[[ RECORDS FOR THE TASK open ]]
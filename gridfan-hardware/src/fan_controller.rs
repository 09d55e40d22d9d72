//! Grid+ v2 protocol driver
//!
//! Stateful orchestration of device communication: the initialization
//! handshake, the bounded retry policy for the controller's in-band error
//! byte, and the per-fan operations. This is the primary public contract of
//! the crate.
//!
//! Exchanges are half-duplex by construction: the transport mutex is held for
//! one full command/response exchange including retries, so concurrent
//! callers serialize per driver instance.

use crate::protocol::{self, Command, Response};
use crate::serial_driver::{FrameTransport, SerialDriver};
use gridfan_core::{
    normalize_speed, voltage_to_percent, BoardConfig, FanTelemetry, GridFanError, Result,
};
use std::sync::Arc;
use std::time::Duration;
use tokio::sync::Mutex;
use tracing::{debug, error, info, warn};

/// Total attempts for one command before the error byte is surfaced
const MAX_COMMAND_ATTEMPTS: u32 = 3;

/// Ping attempts during the initialization handshake
///
/// The controller dozes after a power cycle and can take a while to answer,
/// so the wake sequence pings it repeatedly.
const INIT_ATTEMPTS: u32 = 30;

/// Pause between initialization pings
const INIT_RETRY_DELAY: Duration = Duration::from_millis(100);

/// Driver lifecycle state
///
/// `Ready` is terminal-success; there is no failed terminal state. Failures
/// surface per call, and the transient retry loop runs inside one exchange
/// without leaving `Ready`.
#[derive(Debug, Clone, Copy, PartialEq, Eq)]
pub enum DriverState {
    /// Transport open, handshake not yet performed
    Uninitialized,
    /// Wake sequence in flight
    Initializing,
    /// Handshake acknowledged; operations are meaningful
    Ready,
}

/// Grid+ v2 fan controller driver
///
/// Generic over the transport type, allowing real hardware (`SerialDriver`)
/// or mock transports for testing.
///
/// Operations other than [`init`](Self::init) fail with `NotInitialized`
/// until the handshake has completed; the driver never auto-initializes.
pub struct GridFanController<T: FrameTransport + ?Sized = dyn FrameTransport> {
    transport: Arc<Mutex<Box<T>>>,
    state: DriverState,
    fan_count: u8,
}

impl<B: BoardConfig> GridFanController<SerialDriver<B>> {
    /// Create a new controller driver over an open serial transport
    pub fn new(driver: SerialDriver<B>) -> Self {
        Self {
            transport: Arc::new(Mutex::new(Box::new(driver))),
            state: DriverState::Uninitialized,
            fan_count: B::FAN_COUNT,
        }
    }
}

impl<T: FrameTransport + ?Sized> GridFanController<T> {
    /// Create a controller driver with a boxed transport
    ///
    /// This is primarily useful for testing with mock transports.
    pub fn with_transport(transport: Box<T>, fan_count: u8) -> Self {
        Self {
            transport: Arc::new(Mutex::new(transport)),
            state: DriverState::Uninitialized,
            fan_count,
        }
    }

    /// Current lifecycle state
    pub fn state(&self) -> DriverState {
        self.state
    }

    /// Number of fan channels on the board
    pub fn fan_count(&self) -> u8 {
        self.fan_count
    }

    fn validate_channel(&self, channel: u8) -> Result<()> {
        if channel < 1 || channel > self.fan_count {
            return Err(GridFanError::InvalidChannel {
                channel,
                max: self.fan_count,
            });
        }
        Ok(())
    }

    fn ensure_ready(&self) -> Result<()> {
        if self.state != DriverState::Ready {
            return Err(GridFanError::NotInitialized);
        }
        Ok(())
    }

    /// Wake the controller and transition the driver to `Ready`
    ///
    /// Must be invoked once per device power cycle before other operations.
    /// Pings the controller up to 30 times; any reply at all, including the
    /// in-band error byte, proves the line is live. Timeouts between pings
    /// are expected while the controller wakes; a malformed frame is a
    /// protocol mismatch and propagates immediately.
    pub async fn init(&mut self) -> Result<()> {
        self.state = DriverState::Initializing;
        info!("Initializing controller");

        let command = Command::Init;
        let frame = command.encode();

        let transport = Arc::clone(&self.transport);
        let mut transport = transport.lock().await;

        for attempt in 1..=INIT_ATTEMPTS {
            if attempt > 1 {
                tokio::time::sleep(INIT_RETRY_DELAY).await;
            }

            let raw = match transport.exchange(&frame, command.response_len()).await {
                Ok(raw) => raw,
                Err(GridFanError::Timeout(_)) => {
                    debug!("No response to wake ping (attempt {}/{})", attempt, INIT_ATTEMPTS);
                    continue;
                }
                Err(e) => {
                    self.state = DriverState::Uninitialized;
                    return Err(e);
                }
            };

            match protocol::decode(&command, &raw) {
                Ok(Response::Pong) => {
                    info!("Controller awake after {} ping(s)", attempt);
                    self.state = DriverState::Ready;
                    return Ok(());
                }
                Ok(Response::DeviceError) => {
                    // An error byte still proves the controller is listening
                    warn!("Controller answered the wake ping with its error byte");
                    self.state = DriverState::Ready;
                    return Ok(());
                }
                Ok(other) => {
                    self.state = DriverState::Uninitialized;
                    return Err(GridFanError::Parse(format!(
                        "unexpected wake response: {:?}",
                        other
                    )));
                }
                Err(e) => {
                    self.state = DriverState::Uninitialized;
                    return Err(e);
                }
            }
        }

        self.state = DriverState::Uninitialized;
        error!("Giving up after {} wake pings", INIT_ATTEMPTS);
        Err(GridFanError::Timeout(format!(
            "Controller did not respond after {} initialization pings",
            INIT_ATTEMPTS
        )))
    }

    /// Send one command, applying the bounded retry policy
    ///
    /// The retry loop is an explicit attempt counter rather than recursion so
    /// the bound stays auditable. Any decoded error byte re-sends the
    /// identical frame; all other errors propagate immediately. The transport
    /// lock is held for the whole loop.
    async fn execute(&self, command: Command) -> Result<Response> {
        let frame = command.encode();
        let response_len = command.response_len();

        let mut transport = self.transport.lock().await;

        let mut last_raw = Vec::new();
        for attempt in 1..=MAX_COMMAND_ATTEMPTS {
            debug!(
                "Sending {:?} (attempt {}/{})",
                command, attempt, MAX_COMMAND_ATTEMPTS
            );

            let raw = transport.exchange(&frame, response_len).await?;
            match protocol::decode(&command, &raw)? {
                Response::DeviceError => {
                    warn!(
                        "Controller returned error byte for {:?} (attempt {}/{})",
                        command, attempt, MAX_COMMAND_ATTEMPTS
                    );
                    last_raw = raw;
                }
                response => {
                    if attempt > 1 {
                        debug!("Recovered after {} attempts", attempt);
                    }
                    return Ok(response);
                }
            }
        }

        error!("Retries exhausted for {:?}", command);
        Err(GridFanError::DeviceError {
            attempts: MAX_COMMAND_ATTEMPTS,
            last_response: last_raw,
        })
    }

    /// Verify the line is live without altering device state
    pub async fn ping(&self) -> Result<()> {
        self.ensure_ready()?;
        match self.execute(Command::Ping).await? {
            Response::Pong => {
                info!("Pong!");
                Ok(())
            }
            other => Err(unexpected_response(other)),
        }
    }

    /// Get a fan's tachometer reading in RPM
    pub async fn get_fan_rpm(&self, channel: u8) -> Result<u32> {
        self.validate_channel(channel)?;
        self.ensure_ready()?;

        match self.execute(Command::GetRpm { channel }).await? {
            Response::Rpm(rpm) => {
                debug!("Fan {}: {} RPM", channel, rpm);
                Ok(rpm)
            }
            other => Err(unexpected_response(other)),
        }
    }

    /// Get a fan's power draw in tenths of a watt
    pub async fn get_fan_wattage(&self, channel: u8) -> Result<u32> {
        self.validate_channel(channel)?;
        self.ensure_ready()?;

        match self.execute(Command::GetWattage { channel }).await? {
            Response::Wattage(deciwatts) => {
                debug!("Fan {}: {}.{} W", channel, deciwatts / 10, deciwatts % 10);
                Ok(deciwatts)
            }
            other => Err(unexpected_response(other)),
        }
    }

    /// Get the voltage currently applied to a fan, in centivolts
    ///
    /// An empty channel always reads near 12 V: when the controller gets no
    /// tachometer readout it supplies full power to try to wake the fan.
    pub async fn get_fan_voltage(&self, channel: u8) -> Result<u32> {
        self.validate_channel(channel)?;
        self.ensure_ready()?;

        match self.execute(Command::GetVoltage { channel }).await? {
            Response::Voltage(centivolts) => {
                debug!(
                    "Fan {}: {}.{:02} V",
                    channel,
                    centivolts / 100,
                    centivolts % 100
                );
                Ok(centivolts)
            }
            other => Err(unexpected_response(other)),
        }
    }

    /// Get the applied voltage as a percentage of the speed domain
    ///
    /// This reads as voltage percentage, not fan speed percentage.
    pub async fn get_fan_percent(&self, channel: u8) -> Result<u8> {
        let centivolts = self.get_fan_voltage(channel).await?;
        Ok(voltage_to_percent(centivolts))
    }

    /// Set a fan's speed
    ///
    /// The requested percent is normalized to the controller's value domain
    /// (a multiple of 5 in 20-100) before encoding, so arbitrary computed
    /// values are safe to pass.
    pub async fn set_fan(&self, channel: u8, percent: i32) -> Result<()> {
        self.validate_channel(channel)?;
        self.ensure_ready()?;

        let normalized = normalize_speed(percent);
        if i32::from(normalized) != percent {
            debug!(
                "Normalized requested speed {} to {}% for fan {}",
                percent, normalized, channel
            );
        }

        match self
            .execute(Command::SetSpeed {
                channel,
                percent: normalized,
            })
            .await?
        {
            Response::Ack => {
                info!("Fan {} set to {}%", channel, normalized);
                Ok(())
            }
            other => Err(unexpected_response(other)),
        }
    }

    /// Read RPM and wattage for one channel as a single snapshot
    pub async fn get_fan_telemetry(&self, channel: u8) -> Result<FanTelemetry> {
        let rpm = self.get_fan_rpm(channel).await?;
        let wattage_deciwatts = self.get_fan_wattage(channel).await?;
        Ok(FanTelemetry {
            rpm,
            wattage_deciwatts,
        })
    }

    /// Check whether a fan appears to be connected on a channel
    ///
    /// A channel whose RPM and wattage both read exactly zero is treated as
    /// empty. Recomputed on every call, never cached.
    pub async fn is_fan_connected(&self, channel: u8) -> Result<bool> {
        let telemetry = self.get_fan_telemetry(channel).await?;
        debug!(
            "Fan {}: {} RPM, {} dW -> connected={}",
            channel,
            telemetry.rpm,
            telemetry.wattage_deciwatts,
            telemetry.is_connected()
        );
        Ok(telemetry.is_connected())
    }

    /// Get tachometer readings for every channel, in channel order
    pub async fn get_all_fan_rpm(&self) -> Result<Vec<u32>> {
        let mut readings = Vec::with_capacity(self.fan_count as usize);
        for channel in 1..=self.fan_count {
            readings.push(self.get_fan_rpm(channel).await?);
        }
        Ok(readings)
    }

    /// Get power draw for every channel, in channel order
    pub async fn get_all_fan_wattage(&self) -> Result<Vec<u32>> {
        let mut readings = Vec::with_capacity(self.fan_count as usize);
        for channel in 1..=self.fan_count {
            readings.push(self.get_fan_wattage(channel).await?);
        }
        Ok(readings)
    }

    /// Set every fan to one speed
    pub async fn set_all_fans(&self, percent: i32) -> Result<()> {
        for channel in 1..=self.fan_count {
            self.set_fan(channel, percent).await?;
        }
        Ok(())
    }
}

fn unexpected_response(response: Response) -> GridFanError {
    GridFanError::Parse(format!("unexpected response variant: {:?}", response))
}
[[ RECORDS FOR THE TASK closed ]]
--- REQUIREMENT ---
The lines holding the word "order" are the answer. Find them in the entries and copy them.

--- TASK ANSWER ---
    /// Get tachometer readings for every channel, in channel order
    /// Get power draw for every channel, in channel order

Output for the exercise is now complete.